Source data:

★ ★ ★ ★

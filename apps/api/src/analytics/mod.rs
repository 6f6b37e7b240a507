//! Dashboard analytics: aggregate counts over the stored candidates and job
//! postings. Everything here is a pure function of its inputs; handlers load
//! the data and stamp the time.

use std::collections::HashMap;

use chrono::{DateTime, Days, NaiveDate, Utc};
use serde::Serialize;

use crate::models::candidate::CandidateProfile;
use crate::models::job::{JobPosting, JobStatus};

pub mod handlers;

/// How many of the latest uploads count as "recent".
pub const RECENT_WINDOW: usize = 30;
pub const DEFAULT_TOP_SKILLS: usize = 10;
pub const MAX_TOP_SKILLS: usize = 100;
pub const DEFAULT_TREND_DAYS: u64 = 30;
pub const MAX_TREND_DAYS: u64 = 365;
const TOP_COMPANIES: usize = 5;

const SUCCESS_THRESHOLD: u32 = 80;
const MODERATE_THRESHOLD: u32 = 60;

/// Rounded share of `part` in `whole`, 0 when `whole` is 0.
fn percentage(part: usize, whole: usize) -> u32 {
    if whole == 0 {
        return 0;
    }
    (part as f64 / whole as f64 * 100.0).round() as u32
}

/// Counts keys, most frequent first. Ties keep first-seen order.
fn ranked_counts<'a>(keys: impl IntoIterator<Item = &'a str>) -> Vec<(String, usize)> {
    let mut index: HashMap<&str, usize> = HashMap::new();
    let mut counts: Vec<(String, usize)> = Vec::new();

    for key in keys {
        match index.get(key) {
            Some(&i) => counts[i].1 += 1,
            None => {
                index.insert(key, counts.len());
                counts.push((key.to_string(), 1));
            }
        }
    }

    counts.sort_by(|a, b| b.1.cmp(&a.1));
    counts
}

// ────────────────────────────────────────────────────────────────────────────
// Overview
// ────────────────────────────────────────────────────────────────────────────

#[derive(Debug, Clone, PartialEq, Serialize)]
#[serde(rename_all = "camelCase")]
pub struct DashboardOverview {
    pub total_resumes: usize,
    pub total_jobs: usize,
    pub recent_resumes: usize,
    pub active_jobs: usize,
    pub timestamp: DateTime<Utc>,
}

pub fn overview(
    candidates: &[CandidateProfile],
    jobs: &[JobPosting],
    now: DateTime<Utc>,
) -> DashboardOverview {
    DashboardOverview {
        total_resumes: candidates.len(),
        total_jobs: jobs.len(),
        recent_resumes: candidates.len().min(RECENT_WINDOW),
        active_jobs: jobs.iter().filter(|j| j.status == JobStatus::Active).count(),
        timestamp: now,
    }
}

// ────────────────────────────────────────────────────────────────────────────
// Skills and education
// ────────────────────────────────────────────────────────────────────────────

#[derive(Debug, Clone, PartialEq, Serialize)]
#[serde(rename_all = "camelCase")]
pub struct SkillCount {
    pub skill: String,
    pub count: usize,
    /// Share of all candidates listing the skill.
    pub percentage: u32,
}

pub fn top_skills(candidates: &[CandidateProfile], top_n: usize) -> Vec<SkillCount> {
    let lowered: Vec<String> = candidates
        .iter()
        .flat_map(|c| c.profile.skills.iter().map(|s| s.to_lowercase()))
        .collect();

    ranked_counts(lowered.iter().map(String::as_str))
        .into_iter()
        .take(top_n)
        .map(|(skill, count)| SkillCount {
            skill,
            count,
            percentage: percentage(count, candidates.len()),
        })
        .collect()
}

#[derive(Debug, Clone, Copy, PartialEq, Eq, Serialize)]
pub enum EducationLevel {
    Bachelor,
    Master,
    #[serde(rename = "PhD")]
    Phd,
    Other,
}

impl EducationLevel {
    pub const ALL: [EducationLevel; 4] = [
        EducationLevel::Bachelor,
        EducationLevel::Master,
        EducationLevel::Phd,
        EducationLevel::Other,
    ];

    /// Highest degree mentioned anywhere in the education lines.
    pub fn classify(education: &[String]) -> Self {
        let text = education.join(" ").to_lowercase();
        let mentions = |needles: &[&str]| needles.iter().any(|n| text.contains(n));

        if mentions(&["phd", "doctorate"]) {
            EducationLevel::Phd
        } else if mentions(&["master", "m.s", "mba"]) {
            EducationLevel::Master
        } else if mentions(&["bachelor", "b.s", "b.tech"]) {
            EducationLevel::Bachelor
        } else {
            EducationLevel::Other
        }
    }
}

#[derive(Debug, Clone, PartialEq, Serialize)]
#[serde(rename_all = "camelCase")]
pub struct EducationShare {
    pub level: EducationLevel,
    pub count: usize,
    pub percentage: u32,
}

/// Candidates without any education line are not counted in any level but
/// still count towards the percentage denominator.
pub fn education_distribution(candidates: &[CandidateProfile]) -> Vec<EducationShare> {
    let levels: Vec<EducationLevel> = candidates
        .iter()
        .filter(|c| !c.profile.education.is_empty())
        .map(|c| EducationLevel::classify(&c.profile.education))
        .collect();

    EducationLevel::ALL
        .into_iter()
        .map(|level| {
            let count = levels.iter().filter(|&&l| l == level).count();
            EducationShare {
                level,
                count,
                percentage: percentage(count, candidates.len()),
            }
        })
        .collect()
}

// ────────────────────────────────────────────────────────────────────────────
// Submissions over time
// ────────────────────────────────────────────────────────────────────────────

#[derive(Debug, Clone, PartialEq, Serialize)]
pub struct DailyCount {
    pub date: NaiveDate,
    pub count: usize,
}

/// Uploads per UTC day for the `days` days ending on `today`, oldest first.
pub fn submission_trend(
    candidates: &[CandidateProfile],
    days: u64,
    today: NaiveDate,
) -> Vec<DailyCount> {
    let mut trend: Vec<DailyCount> = (0..days)
        .rev()
        .filter_map(|offset| today.checked_sub_days(Days::new(offset)))
        .map(|date| DailyCount { date, count: 0 })
        .collect();

    for candidate in candidates {
        let day = candidate.uploaded_at.date_naive();
        if let Some(slot) = trend.iter_mut().find(|d| d.date == day) {
            slot.count += 1;
        }
    }

    trend
}

// ────────────────────────────────────────────────────────────────────────────
// Jobs and match outcomes
// ────────────────────────────────────────────────────────────────────────────

#[derive(Debug, Clone, PartialEq, Serialize)]
#[serde(rename_all = "camelCase")]
pub struct CompanyCount {
    pub company: String,
    pub count: usize,
}

#[derive(Debug, Clone, PartialEq, Serialize)]
#[serde(rename_all = "camelCase")]
pub struct JobStats {
    pub total: usize,
    pub active: usize,
    pub closed: usize,
    pub draft: usize,
    pub top_companies: Vec<CompanyCount>,
}

pub fn job_stats(jobs: &[JobPosting]) -> JobStats {
    let with_status = |status: JobStatus| jobs.iter().filter(|j| j.status == status).count();

    let top_companies = ranked_counts(
        jobs.iter()
            .map(|j| j.company.trim())
            .filter(|c| !c.is_empty()),
    )
    .into_iter()
    .take(TOP_COMPANIES)
    .map(|(company, count)| CompanyCount { company, count })
    .collect();

    JobStats {
        total: jobs.len(),
        active: with_status(JobStatus::Active),
        closed: with_status(JobStatus::Closed),
        draft: with_status(JobStatus::Draft),
        top_companies,
    }
}

/// Match score bands over a set of results: successful (80 and up),
/// moderate (60 to 79) and low.
#[derive(Debug, Clone, PartialEq, Eq, Serialize)]
#[serde(rename_all = "camelCase")]
pub struct MatchStats {
    pub total: usize,
    pub successful: usize,
    pub moderate: usize,
    pub low: usize,
    pub success_rate: u32,
    pub average_score: u32,
}

impl MatchStats {
    pub fn from_scores(scores: &[u32]) -> Self {
        let total = scores.len();
        let successful = scores.iter().filter(|&&s| s >= SUCCESS_THRESHOLD).count();
        let moderate = scores
            .iter()
            .filter(|&&s| (MODERATE_THRESHOLD..SUCCESS_THRESHOLD).contains(&s))
            .count();
        let average_score = if total == 0 {
            0
        } else {
            (scores.iter().map(|&s| s as f64).sum::<f64>() / total as f64).round() as u32
        };

        Self {
            total,
            successful,
            moderate,
            low: total - successful - moderate,
            success_rate: percentage(successful, total),
            average_score,
        }
    }
}

// ────────────────────────────────────────────────────────────────────────────
// Everything at once
// ────────────────────────────────────────────────────────────────────────────

#[derive(Debug, Clone, PartialEq, Serialize)]
#[serde(rename_all = "camelCase")]
pub struct Analytics {
    pub overview: DashboardOverview,
    pub top_skills: Vec<SkillCount>,
    pub submission_trend: Vec<DailyCount>,
    pub job_stats: JobStats,
    pub education_distribution: Vec<EducationShare>,
    pub generated_at: DateTime<Utc>,
}

pub fn comprehensive(
    candidates: &[CandidateProfile],
    jobs: &[JobPosting],
    now: DateTime<Utc>,
) -> Analytics {
    Analytics {
        overview: overview(candidates, jobs, now),
        top_skills: top_skills(candidates, DEFAULT_TOP_SKILLS),
        submission_trend: submission_trend(candidates, DEFAULT_TREND_DAYS, now.date_naive()),
        job_stats: job_stats(jobs),
        education_distribution: education_distribution(candidates),
        generated_at: now,
    }
}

★ ★ ★ ★

• [Instructions to follow]
From the entries above, return exactly the line containing "slot.count += 1;", the line containing "pub fn job_stats(jobs: &[JobPosting])", and all lines between, and nothing else.

• [Task response]
            slot.count += 1;
        }
    }

    trend
}

// ────────────────────────────────────────────────────────────────────────────
// Jobs and match outcomes
// ────────────────────────────────────────────────────────────────────────────

#[derive(Debug, Clone, PartialEq, Serialize)]
#[serde(rename_all = "camelCase")]
pub struct CompanyCount {
    pub company: String,
    pub count: usize,
}

#[derive(Debug, Clone, PartialEq, Serialize)]
#[serde(rename_all = "camelCase")]
pub struct JobStats {
    pub total: usize,
    pub active: usize,
    pub closed: usize,
    pub draft: usize,
    pub top_companies: Vec<CompanyCount>,
}

pub fn job_stats(jobs: &[JobPosting]) -> JobStats {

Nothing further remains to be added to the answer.